Die Reise zum Ich

Morgen gehe ich mich besuchen. Hoffentlich bin ich zu Hause.

Sicher verstehen Sie, was ich meine? Diese Worte sprach einst Karl Valentin, nur wenige werden sich daran erinnern. So verrückt er sich auch anhört, so bedeutungsvoll ist sein Sinn.

In der Jugend wollen viele Menschen möglichst wenig mit sich zu tun haben. Und erstaunlich vielen gelingt es, einen großen Bogen um sich selbst zu machen. Statt mehr in sich zu gehen, ihre schlummernden Talente zu entfalten oder aber sich bewusst zu machen, welcher Weg für sie der bessere ist, sind Unterhaltung, Abwechslung, Ablenkung angesagt. Diese Lebensstrategie lässt sich unbekümmert bis über die Lebensmitte hinweg praktizieren. Auch wenn gelegentlich die Frage aufflammt „War das schon alles?“ – wird sie erfolgreich weggeschoben. Wozu darüber nachdenken, wenn es so wie es gerade ist, am besten scheint. Und irgendwie wird schon alles werden. Das  Gruppenfreizeitverhalten unter Jugendlichen ist abstrakter geworden. Sie „chillen“ in Shoppingmeilen und McDonald’s und Co. werden zu externen Schulmensen. Sie treffen sich mit gleichaltrigen Freunden und steifen ohne festes Ziel durchs Zentrum, um einfach nur präsent zu sein. Hier wäre viel Platz für pädagogische Arbeit.

Je mehr Jahre sich aber im Leben aneinanderreihen, umso lauter werden die inneren Stimmen. Sie drängen zum Nachdenken. Das Lebensalter zwischen 40 und 55 ist eine Zeit des Wandels, in der viele anfällig sind für einen Zustand, der mit “Midlife-Crisis” gar nicht so schlecht beschrieben ist. In der Mitte des Lebens realisieren viele, dass sie in Bezug auf Familie und Beruf nicht mehr unendlich viele Möglichkeiten haben, dass ihr Körper älter wird – und älter aussieht – und dass das Leben irgendwann vorbei sein wird. Sie kommen in die Wechseljahre. Muskeln schwinden, dafür nehmen Fett, graue Haare und Falten zu, das ganze Programm. Plötzlich fallen einem Namen nicht mehr ein, und wo steht noch mal das Auto? Ob die Lebensmitte zur Krise wird oder zum entspannten Verweilen auf einem Hochplateau, kann jeder selbst beeinflussen.

Spätestens im Ruhestand kommen  sie nicht länger darum herum, die Kunst  zu erlernen, sich mit sich selber anzufreunden.
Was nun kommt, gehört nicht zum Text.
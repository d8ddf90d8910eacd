//! # Hangpack
//!
//! Converts a Google Hangouts Takeout archive (`Hangouts.json`) into one CSV
//! table per conversation, for spreadsheet review or archival.
//!
//! ## Overview
//!
//! Every event of every conversation becomes one four-column row:
//!
//! | Column | Content |
//! |--------|---------|
//! | `Sender` | participant display name, raw id, or `Unknown` |
//! | `Timestamp` | local time, `YYYY-MM-DD HH:MM:SS` |
//! | `Type` | `txt`, `img`, `loc`, `unk` joined by `+`, or `rename`, `call`, `add member(s)`, `remove member(s)`, `unknown` |
//! | `Content` | message text with inline formatting markers, attachment descriptions, or a system-event sentence |
//!
//! ## Quick Start
//!
//! ```rust,no_run
//! use std::path::Path;
//! use hangpack::prelude::*;
//!
//! fn main() -> Result<()> {
//!     let archive = parse_archive(Path::new("Hangouts.json"))?;
//!
//!     for conversation in &archive.conversations {
//!         let rows = process_conversation(conversation, SortOrder::Ascending)?;
//!         println!("{}: {} rows", conversation_name(conversation), rows.len());
//!     }
//!
//!     // Or write every conversation to its own CSV file
//!     export_archive(&archive, &ExportConfig::new(), None)?;
//!     Ok(())
//! }
//! ```
//!
//! ## Module Structure
//!
//! - [`parsing`] - archive loader ([`parse_archive`](parsing::parse_archive))
//! - [`core`] - the transformation pipeline
//!   - [`core::participants`] - [`ParticipantTable`](core::ParticipantTable)
//!   - [`core::classify`] - [`EventType`](core::EventType), [`ContentKinds`](core::ContentKinds)
//!   - [`core::render`] - [`render_content`](core::render_content)
//!   - [`core::normalize`] - [`NormalizedRow`](core::NormalizedRow)
//!   - [`core::processor`] - [`process_conversation`](core::process_conversation)
//!   - [`core::output`] - CSV writer
//! - [`export`] - one CSV per conversation
//! - [`config`] - [`ExportConfig`](config::ExportConfig), [`SortOrder`](config::SortOrder)
//! - [`progress`] - progress callbacks
//! - [`error`] - [`HangpackError`], [`Result`]

#[cfg(feature = "cli")]
pub mod cli;
pub mod config;
pub mod core;
pub mod error;
#[cfg(feature = "csv-output")]
pub mod export;
pub mod parsing;
pub mod progress;

// Re-export the main types at the crate root for convenience
pub use error::{HangpackError, Result};

/// Convenient re-exports for common usage.
///
/// ```rust
/// use hangpack::prelude::*;
/// ```
pub mod prelude {
    // Error types
    pub use crate::error::{HangpackError, Result};

    // Configuration
    pub use crate::config::{ExportConfig, SortOrder};

    // Loading
    pub use crate::parsing::{parse_archive, parse_archive_str};

    // Model and pipeline
    pub use crate::core::{
        Archive, Conversation, Event, EventPayload, EventType, NormalizedRow, ParticipantTable,
        classify, conversation_name, normalize, process_conversation, render_content,
    };

    // Output
    #[cfg(feature = "csv-output")]
    pub use crate::core::output::{to_csv, write_csv};
    #[cfg(feature = "csv-output")]
    pub use crate::export::{ExportSummary, export_archive};

    // Progress
    pub use crate::progress::{Progress, ProgressCallback};
}
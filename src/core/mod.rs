//! Core transformation pipeline.
//!
//! Stages, leaf first:
//! - [`participants`] - id to display-name lookup with an `"Unknown"` sentinel
//! - [`naming`] - conversation titles and output file names
//! - [`classify`] - the `Type` column
//! - [`render`] - the `Content` column
//! - [`normalize`] - one [`NormalizedRow`] per event
//! - [`processor`] - sorting and per-conversation processing
//! - [`output`] - CSV writer
//!
//! # Quick Start
//!
//! ```rust
//! use hangpack::config::SortOrder;
//! use hangpack::core::{conversation_name, process_conversation};
//! use hangpack::parsing::parse_archive_str;
//!
//! let archive = parse_archive_str(r#"{"conversations": [{
//!     "conversation": {"conversation": {
//!         "type": "STICKY_ONE_TO_ONE",
//!         "participant_data": [{"id": {"gaia_id": "1"}, "fallback_name": "Alice"}]
//!     }},
//!     "events": [{
//!         "sender_id": {"gaia_id": "1"},
//!         "timestamp": "1705314600000000",
//!         "event_type": "RENAME_CONVERSATION",
//!         "conversation_rename": {"old_name": "", "new_name": "Plans"}
//!     }]
//! }]}"#)?;
//!
//! let conversation = &archive.conversations[0];
//! assert_eq!(conversation_name(conversation), "Alice");
//!
//! let rows = process_conversation(conversation, SortOrder::Ascending)?;
//! assert_eq!(rows[0].kind, "rename");
//! assert_eq!(rows[0].content, "Renamed from \"\" to \"Plans\"");
//! # Ok::<(), hangpack::HangpackError>(())
//! ```

pub mod classify;
pub mod models;
pub mod naming;
pub mod normalize;
pub mod output;
pub mod participants;
pub mod processor;
pub mod render;

// Re-export main types for convenience
pub use classify::{AttachmentKind, ContentKinds, EventType, MessageKind, classify};
pub use models::{Archive, Conversation, Event, EventPayload, NormalizedRow, Participant};
pub use naming::{FileNamer, conversation_name, sanitize_filename};
pub use normalize::{format_timestamp, format_timestamp_in, normalize, normalize_in};
pub use participants::{ParticipantTable, Resolved, UNKNOWN_PARTICIPANT};
pub use processor::{ProcessingStats, process_conversation, process_conversation_in, sort_events};
pub use render::render_content;

// Conditionally re-export output writers
#[cfg(feature = "csv-output")]
pub use output::{to_csv, write_csv};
Denn die Möglichkeiten der Zerstreuung werden kleiner, die Beweglichkeit und Flexibilität, vor sich selbst davonzurennen, lassen nach. Sterben die Eltern gar, bekommt man schnell einen anderen Blick auf das Leben und fühlt sich als der Nächste in der Reihe – zwischen einem selbst und dem Tod gibt es niemanden mehr. Bei vielen ist zudem die Beziehung zum Partner in die Jahre gekommen. Die Abende werden dadurch länger, die Nächte dunkler. Wer jetzt nicht bei sich zu Hause ist und gern mit sich zusammenlebt, wird die späteren Jahre als Last empfinden – und nicht als Gewinn. Zu einer Krise müssen solche Erfahrungen nicht führen. Wichtig ist es, zu unterscheiden, welche Veränderungen man hinnehmen muss und wie wir der einschläfernden Routine entgegenwirken.

Deshalb sollten wir uns rechtzeitig  auf den Heimweg zu uns selbst machen. Mit guten Wegweisern können wir ihn nicht verfehlen. Wenn wir abschließend auch nicht jede Frage auf unserem Lebensweg beantworten können, so führt sie uns doch auf die richtige Spur. Auf ein gutes Stück weiter nach vorn.